The 64-year-old former First Lady was released from hospital after a chemotherapy session to treat the spreading lymphoma. She was given oxygen overnight and was reported to be comfortable, but Senator Kennedy said: 'I think all members of the family are distressed by the medical reports. We love Jackie. All members of the family love her deeply.'

Last Sunday Mrs Onassis was seen walking in Central Park with her companion, Maurice Tempelsman, her daughter Caroline and grandson Jack. She appeared pale and weak.

Once the First Lady who set fashion and style for a generation of American women, Mrs Onassis has been seen in public a number of times since undergoing emergency surgery for a bleeding ulcer in April. Stomach ulcers can be caused by cancer treatment, or by the stress of the disease.

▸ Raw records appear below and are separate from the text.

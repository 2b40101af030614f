//! Plain data row types written by output backends.

use ts_core::{LaneId, SimClock};
use ts_lane::Lane;
use ts_sim::TrialSummary;

/// State of one lane at the end of a tick.
#[derive(Debug, Clone, Copy, PartialEq)]
pub struct LaneTickRow {
    pub tick:          u64,
    pub lane:          u16,
    /// Vehicles queued at the light.
    pub active:        u64,
    /// Vehicles that have departed so far.
    pub passed:        u64,
    pub is_green:      bool,
    /// Green duration currently assigned to the lane.
    pub wait_time:     u64,
    /// Arrival-rate estimate (vehicles / minute), if one was published.
    pub rate_estimate: Option<f64>,
}

impl LaneTickRow {
    pub fn from_lane(clock: &SimClock, lane: &Lane) -> Self {
        Self {
            tick:          clock.now().0,
            lane:          lane.id.0,
            active:        lane.num_active() as u64,
            passed:        lane.num_passed() as u64,
            is_green:      lane.is_green(),
            wait_time:     lane.wait_time,
            rate_estimate: lane.rate_estimate,
        }
    }

    pub fn lane_id(&self) -> LaneId {
        LaneId(self.lane)
    }
}

/// End-of-run metrics for one trial.
#[derive(Debug, Clone, PartialEq)]
pub struct TrialSummaryRow {
    pub trial:               u32,
    pub strategy:            String,
    pub seed:                u64,
    pub final_tick:          u64,
    pub num_vehicles:        u64,
    pub num_passed:          u64,
    pub num_active:          u64,
    pub switches:            u64,
    pub total_frustration:   f64,
    /// Empty when no vehicle departed.
    pub average_frustration: Option<f64>,
}

impl From<&TrialSummary> for TrialSummaryRow {
    fn from(s: &TrialSummary) -> Self {
        Self {
            trial:               s.trial.0,
            strategy:            s.strategy.to_string(),
            seed:                s.seed,
            final_tick:          s.final_tick.0,
            num_vehicles:        s.num_vehicles as u64,
            num_passed:          s.num_passed as u64,
            num_active:          s.num_active as u64,
            switches:            s.switches as u64,
            total_frustration:   s.total_frustration,
            average_frustration: s.average_frustration,
        }
    }
}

Throughout a life of tragedies, losing her first husband to assassination and three of her five children soon after birth, Mrs Onassis has not had robust health, suffering bouts of depression after the birth of her second child, John Kennedy Jnr, in 1960.

As far as possible, she has made her illness a very private ordeal. Rumours of illness began to circulate when she failed to appear at a fundraiser for Senator Kennedy in February. A few weeks later, it was revealed she had lymphoma.